#### Your goal
Look through the lines below for the word "opposite", and copy every line that has it.

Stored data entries
******************************

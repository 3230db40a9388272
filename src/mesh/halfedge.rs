//! Half-edge mesh data structure.
//!
//! This module provides the half-edge (doubly-connected edge list) graph that
//! all patch queries read. Vertices, half-edges and faces are stored in three
//! arenas and refer to each other by typed index.
//!
//! # Structure
//!
//! - Every half-edge bounds exactly one face (its *left* face) and knows the
//!   next and previous half-edge around that face
//! - Interior half-edges know their **twin**; half-edges on the mesh boundary
//!   have no twin, and therefore no *right* face
//! - Each vertex stores one outgoing half-edge; for boundary vertices this is
//!   the outgoing half-edge without a twin
//! - Each face stores one half-edge on its boundary
//!
//! # Rotation Around a Vertex
//!
//! [`HalfEdgeMesh::vertex_next`] and [`HalfEdgeMesh::vertex_prev`] step between
//! the outgoing half-edges of a vertex. On the boundary the fan is open, so
//! the rotation wraps from the last outgoing half-edge back to the boundary
//! start (and vice versa). Every vertex rotation is therefore a closed cycle
//! whose length is the number of incident faces.
//!
//! # Patch Attributes
//!
//! Besides connectivity the graph carries the per-element data the patch
//! classifiers need: the signed vertex valence code, edge sharpness, the
//! triangle-head marker and the face renumbering used to exclude faces from
//! the active patch set.

use nalgebra::Point3;

use super::index::{FaceId, HalfEdgeId, MeshIndex, VertexId};

/// Valence code of a corner vertex (a boundary vertex with one face).
pub const CORNER_VALENCE: i32 = -2;

/// A vertex in the half-edge mesh.
#[derive(Debug, Clone)]
pub struct Vertex<I: MeshIndex = u32> {
    /// The 3D position of this vertex.
    pub position: Point3<f64>,

    /// One outgoing half-edge from this vertex.
    /// For boundary vertices, this is the outgoing half-edge with no twin.
    pub halfedge: HalfEdgeId<I>,

    /// Signed valence code.
    ///
    /// Positive for interior vertices (number of incident faces). Boundary
    /// vertices store minus their edge count, so a corner is `-2` and a
    /// regular boundary vertex `-3`.
    pub valence: i32,
}

impl<I: MeshIndex> Vertex<I> {
    /// Whether the valence code marks this vertex as lying on the boundary.
    #[inline]
    pub fn is_boundary(&self) -> bool {
        self.valence < 0
    }

    /// Whether this is a corner vertex.
    #[inline]
    pub fn is_corner(&self) -> bool {
        self.valence == CORNER_VALENCE
    }
}

/// A half-edge in the mesh.
#[derive(Debug, Clone, Copy)]
pub struct HalfEdge<I: MeshIndex = u32> {
    /// The vertex this half-edge originates from.
    pub origin: VertexId<I>,

    /// The opposite half-edge, absent on the mesh boundary.
    pub twin: Option<HalfEdgeId<I>>,

    /// The next half-edge around the face (counter-clockwise).
    pub next: HalfEdgeId<I>,

    /// The previous half-edge around the face (clockwise).
    pub prev: HalfEdgeId<I>,

    /// The face this half-edge bounds.
    pub face: FaceId<I>,

    /// Crease weight. Positive values mark a semantic crease.
    pub sharpness: f32,

    /// Marks an edge that originates a triangular sub-patch in a transition
    /// patch.
    pub triangle_head: bool,
}

impl<I: MeshIndex> HalfEdge<I> {
    /// Check if this half-edge is on the boundary.
    #[inline]
    pub fn is_boundary(&self) -> bool {
        self.twin.is_none()
    }

    /// Check if this half-edge is a crease.
    #[inline]
    pub fn is_crease(&self) -> bool {
        self.sharpness > 0.0
    }
}

/// A face in the half-edge mesh.
#[derive(Debug, Clone, Copy)]
pub struct Face<I: MeshIndex = u32> {
    /// One half-edge on the boundary of this face.
    pub halfedge: HalfEdgeId<I>,

    /// Number of sides.
    pub valence: u32,

    /// Index of this face in the active patch set, or `None` when the face
    /// has been excluded from it.
    pub new_index: Option<u32>,
}

impl<I: MeshIndex> Face<I> {
    /// Check whether the face is excluded from the active patch set.
    #[inline]
    pub fn is_excluded(&self) -> bool {
        self.new_index.is_none()
    }
}

/// A half-edge mesh for quad-dominant polygon meshes.
///
/// The mesh is built once by [`build_from_polygons`](super::build_from_polygons)
/// and is read-only afterwards apart from patch attributes; every query in
/// [`crate::algo`] takes it by shared reference.
#[derive(Debug, Clone)]
pub struct HalfEdgeMesh<I: MeshIndex = u32> {
    /// All vertices in the mesh.
    pub(crate) vertices: Vec<Vertex<I>>,

    /// All half-edges in the mesh.
    pub(crate) halfedges: Vec<HalfEdge<I>>,

    /// All faces in the mesh.
    pub(crate) faces: Vec<Face<I>>,
}

impl<I: MeshIndex> HalfEdgeMesh<I> {
    // ==================== Accessors ====================

    /// Get the number of vertices.
    #[inline]
    pub fn num_vertices(&self) -> usize {
        self.vertices.len()
    }

    /// Get the number of half-edges.
    #[inline]
    pub fn num_halfedges(&self) -> usize {
        self.halfedges.len()
    }

    /// Get the number of faces.
    #[inline]
    pub fn num_faces(&self) -> usize {
        self.faces.len()
    }

    /// Get a vertex by ID.
    #[inline]
    pub fn vertex(&self, id: VertexId<I>) -> &Vertex<I> {
        &self.vertices[id.index()]
    }

    /// Get a half-edge by ID.
    #[inline]
    pub fn halfedge(&self, id: HalfEdgeId<I>) -> &HalfEdge<I> {
        &self.halfedges[id.index()]
    }

    /// Get a face by ID.
    #[inline]
    pub fn face(&self, id: FaceId<I>) -> &Face<I> {
        &self.faces[id.index()]
    }

    pub(crate) fn halfedge_mut(&mut self, id: HalfEdgeId<I>) -> &mut HalfEdge<I> {
        &mut self.halfedges[id.index()]
    }

    pub(crate) fn face_mut(&mut self, id: FaceId<I>) -> &mut Face<I> {
        &mut self.faces[id.index()]
    }

    /// Get the position of a vertex.
    #[inline]
    pub fn position(&self, v: VertexId<I>) -> &Point3<f64> {
        &self.vertex(v).position
    }

    /// Get the signed valence code of a vertex.
    #[inline]
    pub fn valence(&self, v: VertexId<I>) -> i32 {
        self.vertex(v).valence
    }

    // ==================== Topology Queries ====================

    /// Get the twin (opposite) half-edge, if the edge is interior.
    #[inline]
    pub fn twin(&self, he: HalfEdgeId<I>) -> Option<HalfEdgeId<I>> {
        self.halfedge(he).twin
    }

    /// Get the next half-edge around the face.
    #[inline]
    pub fn face_next(&self, he: HalfEdgeId<I>) -> HalfEdgeId<I> {
        self.halfedge(he).next
    }

    /// Get the previous half-edge around the face.
    #[inline]
    pub fn face_prev(&self, he: HalfEdgeId<I>) -> HalfEdgeId<I> {
        self.halfedge(he).prev
    }

    /// Get the next outgoing half-edge around the origin vertex.
    ///
    /// Steps across the previous edge of the face. At the end of a boundary
    /// fan this wraps to the outgoing boundary half-edge.
    pub fn vertex_next(&self, he: HalfEdgeId<I>) -> HalfEdgeId<I> {
        if let Some(twin) = self.twin(self.face_prev(he)) {
            return twin;
        }

        let mut cur = he;
        while let Some(twin) = self.twin(cur) {
            cur = self.face_next(twin);
        }
        cur
    }

    /// Get the previous outgoing half-edge around the origin vertex.
    ///
    /// Inverse of [`vertex_next`](Self::vertex_next), wrapping from the
    /// outgoing boundary half-edge to the last half-edge of the fan.
    pub fn vertex_prev(&self, he: HalfEdgeId<I>) -> HalfEdgeId<I> {
        if let Some(twin) = self.twin(he) {
            return self.face_next(twin);
        }

        let mut cur = he;
        while let Some(twin) = self.twin(self.face_prev(cur)) {
            cur = twin;
        }
        cur
    }

    /// Get the origin vertex of a half-edge.
    #[inline]
    pub fn origin(&self, he: HalfEdgeId<I>) -> VertexId<I> {
        self.halfedge(he).origin
    }

    /// Get the destination vertex of a half-edge.
    #[inline]
    pub fn dest(&self, he: HalfEdgeId<I>) -> VertexId<I> {
        self.origin(self.face_next(he))
    }

    /// Get the face this half-edge bounds.
    #[inline]
    pub fn left_face(&self, he: HalfEdgeId<I>) -> FaceId<I> {
        self.halfedge(he).face
    }

    /// Get the face across the edge, absent on the boundary.
    #[inline]
    pub fn right_face(&self, he: HalfEdgeId<I>) -> Option<FaceId<I>> {
        self.twin(he).map(|twin| self.left_face(twin))
    }

    /// Check if a half-edge is on the boundary.
    #[inline]
    pub fn is_boundary_halfedge(&self, he: HalfEdgeId<I>) -> bool {
        self.halfedge(he).is_boundary()
    }

    /// Check if a vertex is on the boundary by walking its fan.
    pub fn is_boundary_vertex(&self, v: VertexId<I>) -> bool {
        self.vertex_halfedges(v)
            .any(|he| self.is_boundary_halfedge(he) || self.is_boundary_halfedge(self.face_prev(he)))
    }

    // ==================== Iteration ====================

    /// Iterate over all vertex IDs.
    pub fn vertex_ids(&self) -> impl Iterator<Item = VertexId<I>> + '_ {
        (0..self.vertices.len()).map(VertexId::new)
    }

    /// Iterate over all vertices with their IDs.
    pub fn vertices(&self) -> impl Iterator<Item = (VertexId<I>, &Vertex<I>)> + '_ {
        self.vertices
            .iter()
            .enumerate()
            .map(|(i, v)| (VertexId::new(i), v))
    }

    /// Iterate over all half-edge IDs.
    pub fn halfedge_ids(&self) -> impl Iterator<Item = HalfEdgeId<I>> + '_ {
        (0..self.halfedges.len()).map(HalfEdgeId::new)
    }

    /// Iterate over all half-edges with their IDs.
    pub fn halfedges(&self) -> impl Iterator<Item = (HalfEdgeId<I>, &HalfEdge<I>)> + '_ {
        self.halfedges
            .iter()
            .enumerate()
            .map(|(i, he)| (HalfEdgeId::new(i), he))
    }

    /// Iterate over all face IDs.
    pub fn face_ids(&self) -> impl Iterator<Item = FaceId<I>> + '_ {
        (0..self.faces.len()).map(FaceId::new)
    }

    /// Iterate over all faces with their IDs.
    pub fn faces(&self) -> impl Iterator<Item = (FaceId<I>, &Face<I>)> + '_ {
        self.faces
            .iter()
            .enumerate()
            .map(|(i, f)| (FaceId::new(i), f))
    }

    /// Iterate over outgoing half-edges around a vertex, starting at its
    /// anchor half-edge.
    pub fn vertex_halfedges(&self, v: VertexId<I>) -> VertexHalfEdgeIter<'_, I> {
        VertexHalfEdgeIter::new(self, self.vertex(v).halfedge)
    }

    /// Iterate over outgoing half-edges around the origin of `start`,
    /// beginning with `start` itself.
    pub fn vertex_halfedges_from(&self, start: HalfEdgeId<I>) -> VertexHalfEdgeIter<'_, I> {
        VertexHalfEdgeIter::new(self, start)
    }

    /// Iterate over vertices adjacent to a vertex.
    pub fn vertex_neighbors(&self, v: VertexId<I>) -> impl Iterator<Item = VertexId<I>> + '_ {
        self.vertex_halfedges(v).map(|he| self.dest(he))
    }

    /// Iterate over faces incident to a vertex.
    pub fn vertex_faces(&self, v: VertexId<I>) -> impl Iterator<Item = FaceId<I>> + '_ {
        self.vertex_halfedges(v).map(|he| self.left_face(he))
    }

    /// Iterate over half-edges around a face.
    pub fn face_halfedges(&self, f: FaceId<I>) -> FaceHalfEdgeIter<'_, I> {
        FaceHalfEdgeIter::new(self, self.face(f).halfedge)
    }

    /// Iterate over vertices of a face.
    pub fn face_vertices(&self, f: FaceId<I>) -> impl Iterator<Item = VertexId<I>> + '_ {
        self.face_halfedges(f).map(|he| self.origin(he))
    }

    /// Check if every face is a quad.
    pub fn is_quad_mesh(&self) -> bool {
        self.faces.iter().all(|f| f.valence == 4)
    }

    // ==================== Validation ====================

    /// Check if the mesh is valid (all connectivity is consistent).
    pub fn is_valid(&self) -> bool {
        for (vid, v) in self.vertices() {
            if self.origin(v.halfedge) != vid {
                return false;
            }
            if v.is_boundary() && !self.is_boundary_halfedge(v.halfedge) {
                return false;
            }
        }

        for (heid, he) in self.halfedges() {
            if let Some(twin) = he.twin {
                let t = self.halfedge(twin);
                if t.twin != Some(heid) {
                    return false;
                }
                if t.origin != self.dest(heid) || self.dest(twin) != he.origin {
                    return false;
                }
            }

            if self.halfedge(he.next).prev != heid || self.halfedge(he.prev).next != heid {
                return false;
            }
            if self.halfedge(he.next).face != he.face {
                return false;
            }
        }

        for (fid, f) in self.faces() {
            if self.left_face(f.halfedge) != fid {
                return false;
            }
            if self.face_halfedges(fid).count() != f.valence as usize {
                return false;
            }
        }

        true
    }
}

/// Iterator over the outgoing half-edges of a vertex.
///
/// Yields each half-edge of the rotation exactly once and stops when the
/// rotation returns to the start.
pub struct VertexHalfEdgeIter<'a, I: MeshIndex = u32> {
    mesh: &'a HalfEdgeMesh<I>,
    start: HalfEdgeId<I>,
    current: HalfEdgeId<I>,
    done: bool,
}

impl<'a, I: MeshIndex> VertexHalfEdgeIter<'a, I> {
    fn new(mesh: &'a HalfEdgeMesh<I>, start: HalfEdgeId<I>) -> Self {
        Self {
            mesh,
            start,
            current: start,
            done: false,
        }
    }
}

impl<'a, I: MeshIndex> Iterator for VertexHalfEdgeIter<'a, I> {
    type Item = HalfEdgeId<I>;

    fn next(&mut self) -> Option<Self::Item> {
        if self.done {
            return None;
        }

        let result = self.current;
        self.current = self.mesh.vertex_next(self.current);

        if self.current == self.start {
            self.done = true;
        }

        Some(result)
    }
}

/// Iterator over half-edges around a face.
pub struct FaceHalfEdgeIter<'a, I: MeshIndex = u32> {
    mesh: &'a HalfEdgeMesh<I>,
    start: HalfEdgeId<I>,
    current: HalfEdgeId<I>,
    done: bool,
}

impl<'a, I: MeshIndex> FaceHalfEdgeIter<'a, I> {
    fn new(mesh: &'a HalfEdgeMesh<I>, start: HalfEdgeId<I>) -> Self {
        Self {
            mesh,
            start,
            current: start,
            done: false,
        }
    }
}

impl<'a, I: MeshIndex> Iterator for FaceHalfEdgeIter<'a, I> {
    type Item = HalfEdgeId<I>;

    fn next(&mut self) -> Option<Self::Item> {
        if self.done {
            return None;
        }

        let result = self.current;
        self.current = self.mesh.face_next(self.current);

        if self.current == self.start {
            self.done = true;
        }

        Some(result)
    }
}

******************************

#### Final answer
    /// The opposite half-edge, absent on the mesh boundary.
    /// Get the twin (opposite) half-edge, if the edge is interior.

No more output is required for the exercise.